#### Data supplied
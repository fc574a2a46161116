//! Panel content rendering.
//!
//! Produces the HTML for the panel's content area together with the plain
//! text offered by the copy control. Every interpolated value is escaped.

use explain_stream::{Outcome, SourceLink, StructuredExplanation};

use crate::error::GENERIC_FAILURE_MESSAGE;

pub const LABEL_SUMMARY: &str = "What This Says";
pub const LABEL_KEY_POINTS: &str = "Key Takeaways";
pub const LABEL_CONTEXT: &str = "Background Context";
pub const LABEL_IMPLICATIONS: &str = "What This Means";
pub const LABEL_CRITICAL: &str = "Critical Take";
pub const LABEL_BOTTOM_LINE: &str = "Bottom Line";
pub const LABEL_SOURCES: &str = "Sources";

pub const EMPTY_EXPLANATION: &str = "No analysis available";
pub const EMPTY_RESPONSE: &str = "No response";
pub const LOADING: &str = "Analyzing...";
pub const SELECT_TEXT_FIRST: &str = "Select text first.";

/// Content for the panel body.
#[derive(Debug, Clone, PartialEq, Eq, Default)]
pub struct Rendered {
    pub html: String,
    pub plain_text: String,
}

pub fn escape_html(s: &str) -> String {
    let mut out = String::with_capacity(s.len());
    for c in s.chars() {
        match c {
            '&' => out.push_str("&amp;"),
            '<' => out.push_str("&lt;"),
            '>' => out.push_str("&gt;"),
            '"' => out.push_str("&quot;"),
            '\'' => out.push_str("&#39;"),
            _ => out.push(c),
        }
    }
    out
}

pub fn loading() -> Rendered {
    Rendered {
        html: format!(
            r#"<div class="loading"><div class="spinner"></div><span>{}</span></div>"#,
            LOADING
        ),
        plain_text: String::new(),
    }
}

/// Text received so far, shown while the stream is open.
pub fn streaming(text: &str) -> Rendered {
    Rendered {
        html: format!(r#"<div class="streaming">{}</div>"#, escape_html(text)),
        plain_text: text.to_string(),
    }
}

/// Error or notice box.
pub fn message(text: &str) -> Rendered {
    Rendered {
        html: format!(r#"<div class="error">{}</div>"#, escape_html(text)),
        plain_text: text.to_string(),
    }
}

pub fn outcome(outcome: &Outcome) -> Rendered {
    match outcome {
        Outcome::Structured { explanation, .. } => explanation_sections(explanation),
        Outcome::Raw(text) => raw(text),
        Outcome::Failed(_) => message(GENERIC_FAILURE_MESSAGE),
    }
}

/// Unparsed output as a single summary section.
pub fn raw(text: &str) -> Rendered {
    let body = if text.trim().is_empty() { EMPTY_RESPONSE } else { text };
    Rendered {
        html: format!(
            r#"<div class="section"><div class="summary">{}</div></div>"#,
            escape_html(body)
        ),
        plain_text: body.to_string(),
    }
}

pub fn explanation_sections(explanation: &StructuredExplanation) -> Rendered {
    if explanation.is_empty() {
        return message(EMPTY_EXPLANATION);
    }

    let mut doc = SectionWriter::default();
    if let Some(summary) = &explanation.summary {
        doc.text(LABEL_SUMMARY, "summary", summary);
    }
    if !explanation.key_points.is_empty() {
        doc.list(LABEL_KEY_POINTS, &explanation.key_points);
    }
    if let Some(context) = &explanation.context {
        doc.text(LABEL_CONTEXT, "context-box", context);
    }
    if let Some(implications) = &explanation.implications {
        doc.text(LABEL_IMPLICATIONS, "implications-box", implications);
    }
    if let Some(critical) = &explanation.critical_analysis {
        doc.text(LABEL_CRITICAL, "analysis-box", critical);
    }
    if let Some(bottom_line) = &explanation.bottom_line {
        doc.text(LABEL_BOTTOM_LINE, "bottom-line", bottom_line);
    }
    if !explanation.sources.is_empty() {
        doc.sources(&explanation.sources);
    }
    doc.finish()
}

#[derive(Default)]
struct SectionWriter {
    html: String,
    plain: Vec<String>,
}

impl SectionWriter {
    fn open(&mut self, label: &str) {
        self.html.push_str(r#"<div class="section"><div class="section-label">"#);
        self.html.push_str(label);
        self.html.push_str("</div>");
    }

    fn text(&mut self, label: &str, class: &str, body: &str) {
        self.open(label);
        self.html
            .push_str(&format!(r#"<div class="{}">{}</div></div>"#, class, escape_html(body)));
        self.plain.push(format!("{}\n{}", label, body));
    }

    fn list(&mut self, label: &str, items: &[String]) {
        self.open(label);
        self.html.push_str(r#"<ul class="key-points">"#);
        for item in items {
            self.html.push_str(&format!("<li>{}</li>", escape_html(item)));
        }
        self.html.push_str("</ul></div>");

        let bullets: Vec<String> = items.iter().map(|item| format!("- {}", item)).collect();
        self.plain.push(format!("{}\n{}", label, bullets.join("\n")));
    }

    fn sources(&mut self, sources: &[SourceLink]) {
        self.open(LABEL_SOURCES);
        self.html.push_str(r#"<ol class="sources">"#);
        for source in sources {
            self.html.push_str(&format!(
                r#"<li><a href="{}" target="_blank" rel="noopener noreferrer">{}</a></li>"#,
                escape_html(&source.url),
                escape_html(&source.title)
            ));
        }
        self.html.push_str("</ol></div>");

        let lines: Vec<String> = sources
            .iter()
            .enumerate()
            .map(|(i, s)| format!("[{}] {} ({})", i + 1, s.title, s.url))
            .collect();
        self.plain.push(format!("{}\n{}", LABEL_SOURCES, lines.join("\n")));
    }

    fn finish(self) -> Rendered {
        Rendered {
            html: self.html,
            plain_text: self.plain.join("\n\n"),
        }
    }
}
########
Return all lines from the material that contain "SourceLink".

Answer section →
use explain_stream::{Outcome, SourceLink, StructuredExplanation};
    fn sources(&mut self, sources: &[SourceLink]) {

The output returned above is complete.